> [Exercise details]: Lines where the string "written" appears are to be copied from the entries below.

> [Supplied material]:

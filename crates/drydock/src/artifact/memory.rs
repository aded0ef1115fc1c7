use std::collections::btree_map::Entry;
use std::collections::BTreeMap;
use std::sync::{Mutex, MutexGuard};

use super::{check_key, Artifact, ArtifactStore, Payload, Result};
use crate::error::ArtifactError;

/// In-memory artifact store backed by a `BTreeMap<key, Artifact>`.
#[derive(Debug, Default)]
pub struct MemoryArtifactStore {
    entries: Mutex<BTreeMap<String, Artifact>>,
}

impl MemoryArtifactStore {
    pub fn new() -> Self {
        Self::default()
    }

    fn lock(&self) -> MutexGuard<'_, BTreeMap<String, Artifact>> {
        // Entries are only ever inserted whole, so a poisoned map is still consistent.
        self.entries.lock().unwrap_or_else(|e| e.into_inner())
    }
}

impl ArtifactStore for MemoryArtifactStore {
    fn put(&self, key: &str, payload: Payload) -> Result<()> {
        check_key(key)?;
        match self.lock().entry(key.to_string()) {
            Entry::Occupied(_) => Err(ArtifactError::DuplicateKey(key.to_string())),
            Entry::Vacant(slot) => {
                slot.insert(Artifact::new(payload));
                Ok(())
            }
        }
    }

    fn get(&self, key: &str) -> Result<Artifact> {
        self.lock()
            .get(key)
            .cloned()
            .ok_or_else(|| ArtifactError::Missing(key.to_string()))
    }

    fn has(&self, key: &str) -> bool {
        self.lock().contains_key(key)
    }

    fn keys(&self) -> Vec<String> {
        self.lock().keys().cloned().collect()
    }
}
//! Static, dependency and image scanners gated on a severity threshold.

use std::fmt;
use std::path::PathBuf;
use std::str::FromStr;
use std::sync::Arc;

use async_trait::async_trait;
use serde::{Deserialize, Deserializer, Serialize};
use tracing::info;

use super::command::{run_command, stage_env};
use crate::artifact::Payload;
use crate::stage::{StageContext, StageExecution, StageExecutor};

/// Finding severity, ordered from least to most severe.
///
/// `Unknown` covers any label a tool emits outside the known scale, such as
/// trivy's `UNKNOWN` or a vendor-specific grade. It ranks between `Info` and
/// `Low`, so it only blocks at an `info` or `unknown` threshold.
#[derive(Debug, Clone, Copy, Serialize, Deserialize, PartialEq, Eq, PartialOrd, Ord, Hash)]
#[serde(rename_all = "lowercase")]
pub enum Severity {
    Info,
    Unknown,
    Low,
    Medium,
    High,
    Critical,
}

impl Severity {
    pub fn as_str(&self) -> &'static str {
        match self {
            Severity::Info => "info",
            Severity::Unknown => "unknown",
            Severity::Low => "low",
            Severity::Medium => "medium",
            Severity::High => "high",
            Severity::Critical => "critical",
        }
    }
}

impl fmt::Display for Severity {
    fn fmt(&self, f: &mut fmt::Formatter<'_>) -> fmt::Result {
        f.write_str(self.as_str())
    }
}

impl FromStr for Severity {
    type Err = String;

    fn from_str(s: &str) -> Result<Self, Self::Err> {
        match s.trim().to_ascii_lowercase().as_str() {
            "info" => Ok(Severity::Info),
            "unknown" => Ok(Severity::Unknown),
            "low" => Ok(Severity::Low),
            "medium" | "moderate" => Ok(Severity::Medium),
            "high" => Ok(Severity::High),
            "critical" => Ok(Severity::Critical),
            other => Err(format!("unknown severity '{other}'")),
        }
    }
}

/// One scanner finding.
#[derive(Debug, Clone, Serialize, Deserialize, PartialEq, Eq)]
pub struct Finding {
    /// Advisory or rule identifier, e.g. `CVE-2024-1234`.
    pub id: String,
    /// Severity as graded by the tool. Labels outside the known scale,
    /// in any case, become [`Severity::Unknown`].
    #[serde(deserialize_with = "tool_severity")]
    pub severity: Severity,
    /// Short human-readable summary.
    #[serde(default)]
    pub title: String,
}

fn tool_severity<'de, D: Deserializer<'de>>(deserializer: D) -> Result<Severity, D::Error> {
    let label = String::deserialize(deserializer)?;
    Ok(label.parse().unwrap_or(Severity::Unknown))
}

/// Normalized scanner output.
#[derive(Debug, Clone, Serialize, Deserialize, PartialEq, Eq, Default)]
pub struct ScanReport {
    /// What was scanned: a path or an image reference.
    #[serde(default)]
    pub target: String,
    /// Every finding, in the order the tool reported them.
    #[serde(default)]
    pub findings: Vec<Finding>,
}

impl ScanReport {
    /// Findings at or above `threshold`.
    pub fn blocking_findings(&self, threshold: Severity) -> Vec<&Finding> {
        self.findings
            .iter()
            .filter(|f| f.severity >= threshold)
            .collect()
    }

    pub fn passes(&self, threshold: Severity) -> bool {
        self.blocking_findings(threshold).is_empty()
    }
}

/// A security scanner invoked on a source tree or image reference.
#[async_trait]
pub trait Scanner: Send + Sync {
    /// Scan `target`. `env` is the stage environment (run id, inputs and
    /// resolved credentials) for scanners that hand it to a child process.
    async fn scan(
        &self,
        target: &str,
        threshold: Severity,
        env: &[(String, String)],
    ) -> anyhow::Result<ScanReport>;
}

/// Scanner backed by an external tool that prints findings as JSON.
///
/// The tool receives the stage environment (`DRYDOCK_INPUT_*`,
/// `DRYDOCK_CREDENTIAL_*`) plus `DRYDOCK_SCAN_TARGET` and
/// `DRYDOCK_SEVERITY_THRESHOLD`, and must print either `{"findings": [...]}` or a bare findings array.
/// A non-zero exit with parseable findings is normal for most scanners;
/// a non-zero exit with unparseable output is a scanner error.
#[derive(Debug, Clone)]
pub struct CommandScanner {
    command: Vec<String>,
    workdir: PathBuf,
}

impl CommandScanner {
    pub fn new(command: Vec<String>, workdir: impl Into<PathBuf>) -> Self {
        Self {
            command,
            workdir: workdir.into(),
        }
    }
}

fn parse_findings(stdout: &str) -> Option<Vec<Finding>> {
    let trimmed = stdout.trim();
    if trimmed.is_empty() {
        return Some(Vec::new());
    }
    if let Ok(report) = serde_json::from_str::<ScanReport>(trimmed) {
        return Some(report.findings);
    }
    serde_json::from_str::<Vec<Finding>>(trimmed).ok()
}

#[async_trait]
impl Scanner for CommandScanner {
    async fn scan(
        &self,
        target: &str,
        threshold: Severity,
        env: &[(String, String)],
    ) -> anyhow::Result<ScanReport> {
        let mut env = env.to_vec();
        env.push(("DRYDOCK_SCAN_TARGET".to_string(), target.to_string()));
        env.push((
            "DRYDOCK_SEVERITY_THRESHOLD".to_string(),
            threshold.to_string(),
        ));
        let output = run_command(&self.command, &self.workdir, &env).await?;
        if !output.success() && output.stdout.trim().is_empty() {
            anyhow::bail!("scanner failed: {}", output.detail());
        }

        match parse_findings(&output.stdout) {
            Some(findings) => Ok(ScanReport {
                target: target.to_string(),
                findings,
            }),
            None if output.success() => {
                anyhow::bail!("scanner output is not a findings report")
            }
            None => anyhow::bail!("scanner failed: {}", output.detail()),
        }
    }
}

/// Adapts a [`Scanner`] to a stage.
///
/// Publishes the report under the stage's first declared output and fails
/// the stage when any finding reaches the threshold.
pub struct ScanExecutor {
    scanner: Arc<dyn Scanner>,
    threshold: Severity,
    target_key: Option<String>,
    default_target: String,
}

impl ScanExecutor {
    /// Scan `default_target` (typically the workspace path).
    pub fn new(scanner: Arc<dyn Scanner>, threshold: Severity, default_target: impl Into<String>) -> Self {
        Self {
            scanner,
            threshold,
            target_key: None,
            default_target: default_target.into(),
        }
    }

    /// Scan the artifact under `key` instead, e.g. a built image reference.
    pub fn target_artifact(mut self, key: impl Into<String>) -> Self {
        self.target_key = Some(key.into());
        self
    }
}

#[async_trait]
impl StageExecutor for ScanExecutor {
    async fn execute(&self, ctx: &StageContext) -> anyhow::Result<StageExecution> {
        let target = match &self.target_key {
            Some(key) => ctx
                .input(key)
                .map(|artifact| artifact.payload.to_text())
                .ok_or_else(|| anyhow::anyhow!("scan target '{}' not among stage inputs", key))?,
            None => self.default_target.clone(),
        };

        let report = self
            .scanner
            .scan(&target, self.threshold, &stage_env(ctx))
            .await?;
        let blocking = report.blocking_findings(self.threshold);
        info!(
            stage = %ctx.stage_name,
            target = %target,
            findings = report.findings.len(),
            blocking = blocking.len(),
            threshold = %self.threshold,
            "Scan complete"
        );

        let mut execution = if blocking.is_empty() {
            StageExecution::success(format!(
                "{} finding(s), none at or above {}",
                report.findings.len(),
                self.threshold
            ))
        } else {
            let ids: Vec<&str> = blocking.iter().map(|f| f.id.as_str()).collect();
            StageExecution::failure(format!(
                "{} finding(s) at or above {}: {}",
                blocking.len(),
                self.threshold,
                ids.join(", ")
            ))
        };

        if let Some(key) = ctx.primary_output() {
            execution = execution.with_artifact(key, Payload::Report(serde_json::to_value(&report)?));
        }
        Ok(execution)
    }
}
==
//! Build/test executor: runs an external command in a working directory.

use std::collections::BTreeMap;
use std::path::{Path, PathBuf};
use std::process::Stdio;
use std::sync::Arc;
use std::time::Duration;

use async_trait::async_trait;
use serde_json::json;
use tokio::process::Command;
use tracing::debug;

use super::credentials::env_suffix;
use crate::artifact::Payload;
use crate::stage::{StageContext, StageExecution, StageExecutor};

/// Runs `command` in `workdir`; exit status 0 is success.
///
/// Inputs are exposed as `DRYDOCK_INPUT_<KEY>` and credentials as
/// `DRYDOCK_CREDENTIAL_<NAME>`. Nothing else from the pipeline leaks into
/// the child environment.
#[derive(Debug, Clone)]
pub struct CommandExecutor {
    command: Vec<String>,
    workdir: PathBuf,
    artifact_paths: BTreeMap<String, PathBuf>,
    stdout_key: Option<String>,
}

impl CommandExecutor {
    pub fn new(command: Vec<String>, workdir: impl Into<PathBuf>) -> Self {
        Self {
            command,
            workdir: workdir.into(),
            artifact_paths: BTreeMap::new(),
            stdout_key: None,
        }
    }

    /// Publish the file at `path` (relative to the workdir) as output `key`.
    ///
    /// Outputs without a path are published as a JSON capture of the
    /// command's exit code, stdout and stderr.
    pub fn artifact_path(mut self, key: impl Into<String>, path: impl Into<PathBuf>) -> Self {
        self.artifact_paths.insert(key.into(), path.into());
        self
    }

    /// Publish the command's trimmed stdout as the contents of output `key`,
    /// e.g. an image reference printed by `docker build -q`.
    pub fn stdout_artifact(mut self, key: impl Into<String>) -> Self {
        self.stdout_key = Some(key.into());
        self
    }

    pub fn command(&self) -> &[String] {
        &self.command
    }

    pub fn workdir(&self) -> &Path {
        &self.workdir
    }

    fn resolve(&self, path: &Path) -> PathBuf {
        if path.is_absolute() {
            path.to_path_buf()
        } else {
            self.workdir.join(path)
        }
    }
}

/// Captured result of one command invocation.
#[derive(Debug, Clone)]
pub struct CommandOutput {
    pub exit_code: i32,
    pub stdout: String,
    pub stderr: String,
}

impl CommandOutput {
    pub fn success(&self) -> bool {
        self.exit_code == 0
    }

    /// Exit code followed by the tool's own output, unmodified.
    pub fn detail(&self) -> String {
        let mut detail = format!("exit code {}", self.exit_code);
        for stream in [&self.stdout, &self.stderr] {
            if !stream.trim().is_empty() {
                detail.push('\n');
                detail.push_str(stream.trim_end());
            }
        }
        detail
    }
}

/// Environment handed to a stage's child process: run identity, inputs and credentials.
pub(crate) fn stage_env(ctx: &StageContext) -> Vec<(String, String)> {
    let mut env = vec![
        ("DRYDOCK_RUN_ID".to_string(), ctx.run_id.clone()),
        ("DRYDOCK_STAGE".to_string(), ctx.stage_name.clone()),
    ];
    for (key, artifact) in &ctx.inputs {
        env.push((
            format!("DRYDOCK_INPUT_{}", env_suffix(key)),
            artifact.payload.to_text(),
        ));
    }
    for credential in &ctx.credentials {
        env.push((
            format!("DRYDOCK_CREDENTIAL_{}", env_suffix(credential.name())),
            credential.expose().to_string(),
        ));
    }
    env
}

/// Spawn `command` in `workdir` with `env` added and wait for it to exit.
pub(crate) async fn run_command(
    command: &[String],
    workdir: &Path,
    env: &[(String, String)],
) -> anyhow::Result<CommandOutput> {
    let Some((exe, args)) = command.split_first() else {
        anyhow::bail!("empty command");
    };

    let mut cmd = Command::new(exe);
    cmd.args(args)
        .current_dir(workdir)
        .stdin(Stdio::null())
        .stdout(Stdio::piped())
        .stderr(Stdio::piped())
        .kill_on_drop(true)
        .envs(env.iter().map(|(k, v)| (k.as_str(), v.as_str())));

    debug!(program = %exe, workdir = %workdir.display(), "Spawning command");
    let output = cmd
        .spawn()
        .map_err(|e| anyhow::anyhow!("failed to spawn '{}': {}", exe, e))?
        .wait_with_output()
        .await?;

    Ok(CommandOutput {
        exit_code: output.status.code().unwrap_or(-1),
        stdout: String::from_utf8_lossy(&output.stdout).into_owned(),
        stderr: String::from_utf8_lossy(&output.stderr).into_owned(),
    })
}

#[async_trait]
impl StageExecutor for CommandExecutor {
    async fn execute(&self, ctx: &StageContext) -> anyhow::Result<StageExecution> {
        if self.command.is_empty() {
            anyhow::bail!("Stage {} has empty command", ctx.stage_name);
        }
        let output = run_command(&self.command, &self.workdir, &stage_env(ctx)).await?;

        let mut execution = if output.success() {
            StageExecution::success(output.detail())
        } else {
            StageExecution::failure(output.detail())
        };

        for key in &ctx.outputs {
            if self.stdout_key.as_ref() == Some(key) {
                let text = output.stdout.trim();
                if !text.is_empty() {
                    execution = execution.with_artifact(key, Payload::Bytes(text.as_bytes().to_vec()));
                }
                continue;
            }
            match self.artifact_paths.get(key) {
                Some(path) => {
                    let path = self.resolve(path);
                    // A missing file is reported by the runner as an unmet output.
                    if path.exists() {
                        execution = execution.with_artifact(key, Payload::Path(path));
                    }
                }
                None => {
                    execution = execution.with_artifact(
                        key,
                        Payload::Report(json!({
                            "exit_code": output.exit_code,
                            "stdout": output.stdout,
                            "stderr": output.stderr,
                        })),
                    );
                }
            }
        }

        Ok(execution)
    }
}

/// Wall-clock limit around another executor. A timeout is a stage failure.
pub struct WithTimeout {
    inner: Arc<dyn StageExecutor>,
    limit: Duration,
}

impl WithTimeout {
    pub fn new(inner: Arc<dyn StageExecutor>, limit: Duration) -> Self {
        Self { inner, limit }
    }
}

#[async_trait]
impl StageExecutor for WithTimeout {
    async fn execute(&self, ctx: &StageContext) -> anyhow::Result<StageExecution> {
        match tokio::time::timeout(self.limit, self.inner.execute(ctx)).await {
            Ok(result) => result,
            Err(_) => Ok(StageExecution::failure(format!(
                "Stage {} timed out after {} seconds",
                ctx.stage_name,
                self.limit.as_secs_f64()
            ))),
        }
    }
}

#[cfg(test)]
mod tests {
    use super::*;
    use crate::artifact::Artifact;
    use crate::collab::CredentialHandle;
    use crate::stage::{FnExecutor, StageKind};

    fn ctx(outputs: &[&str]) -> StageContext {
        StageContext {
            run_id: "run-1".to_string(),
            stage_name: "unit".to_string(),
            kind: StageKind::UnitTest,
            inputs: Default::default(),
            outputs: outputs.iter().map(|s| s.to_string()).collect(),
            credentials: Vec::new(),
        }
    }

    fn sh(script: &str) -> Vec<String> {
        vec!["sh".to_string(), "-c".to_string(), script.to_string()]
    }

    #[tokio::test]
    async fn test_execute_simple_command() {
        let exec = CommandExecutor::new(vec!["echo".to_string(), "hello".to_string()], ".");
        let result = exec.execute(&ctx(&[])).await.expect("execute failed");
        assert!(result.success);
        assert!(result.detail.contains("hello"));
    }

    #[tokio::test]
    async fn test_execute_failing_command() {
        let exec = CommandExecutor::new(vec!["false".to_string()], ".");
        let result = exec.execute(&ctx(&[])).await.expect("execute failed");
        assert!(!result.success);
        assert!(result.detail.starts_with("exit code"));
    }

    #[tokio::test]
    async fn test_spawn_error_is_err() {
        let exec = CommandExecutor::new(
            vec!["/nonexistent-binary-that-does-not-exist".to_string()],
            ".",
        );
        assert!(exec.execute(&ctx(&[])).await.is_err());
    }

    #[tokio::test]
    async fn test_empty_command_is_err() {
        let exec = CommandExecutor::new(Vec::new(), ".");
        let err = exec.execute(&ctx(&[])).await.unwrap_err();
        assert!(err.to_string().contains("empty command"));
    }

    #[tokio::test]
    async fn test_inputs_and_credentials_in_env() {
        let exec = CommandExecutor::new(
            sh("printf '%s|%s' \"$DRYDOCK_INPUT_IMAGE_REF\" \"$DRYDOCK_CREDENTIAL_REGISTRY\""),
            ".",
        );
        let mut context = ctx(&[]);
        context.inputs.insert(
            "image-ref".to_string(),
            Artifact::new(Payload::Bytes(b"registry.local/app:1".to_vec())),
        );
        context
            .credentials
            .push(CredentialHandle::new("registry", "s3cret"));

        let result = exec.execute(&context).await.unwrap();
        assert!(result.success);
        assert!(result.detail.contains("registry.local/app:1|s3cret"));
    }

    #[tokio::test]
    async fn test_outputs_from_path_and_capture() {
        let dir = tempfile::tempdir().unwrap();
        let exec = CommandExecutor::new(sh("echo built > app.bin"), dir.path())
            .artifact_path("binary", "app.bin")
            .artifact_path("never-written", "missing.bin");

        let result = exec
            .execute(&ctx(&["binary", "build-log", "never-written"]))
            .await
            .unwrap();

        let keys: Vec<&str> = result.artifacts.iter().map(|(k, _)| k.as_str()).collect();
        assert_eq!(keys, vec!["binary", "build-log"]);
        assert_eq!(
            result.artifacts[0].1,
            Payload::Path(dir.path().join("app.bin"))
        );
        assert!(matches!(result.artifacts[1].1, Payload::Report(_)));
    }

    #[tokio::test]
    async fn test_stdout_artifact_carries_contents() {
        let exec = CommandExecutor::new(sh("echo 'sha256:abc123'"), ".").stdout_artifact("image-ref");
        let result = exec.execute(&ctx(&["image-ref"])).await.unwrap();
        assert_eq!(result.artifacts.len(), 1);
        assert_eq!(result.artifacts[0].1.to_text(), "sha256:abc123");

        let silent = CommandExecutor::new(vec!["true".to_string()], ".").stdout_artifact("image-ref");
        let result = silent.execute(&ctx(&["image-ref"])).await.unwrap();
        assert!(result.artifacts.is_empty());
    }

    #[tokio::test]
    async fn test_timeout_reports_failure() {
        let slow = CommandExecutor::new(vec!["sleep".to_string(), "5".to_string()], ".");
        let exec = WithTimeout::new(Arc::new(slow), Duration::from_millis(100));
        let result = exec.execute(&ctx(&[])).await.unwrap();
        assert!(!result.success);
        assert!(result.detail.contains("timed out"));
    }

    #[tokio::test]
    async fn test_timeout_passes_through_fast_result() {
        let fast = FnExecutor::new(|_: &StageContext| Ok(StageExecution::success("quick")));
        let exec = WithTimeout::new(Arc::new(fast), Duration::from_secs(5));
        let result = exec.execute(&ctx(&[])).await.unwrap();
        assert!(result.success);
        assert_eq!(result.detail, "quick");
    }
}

> [Response]:
            .artifact_path("never-written", "missing.bin");
            .execute(&ctx(&["binary", "build-log", "never-written"]))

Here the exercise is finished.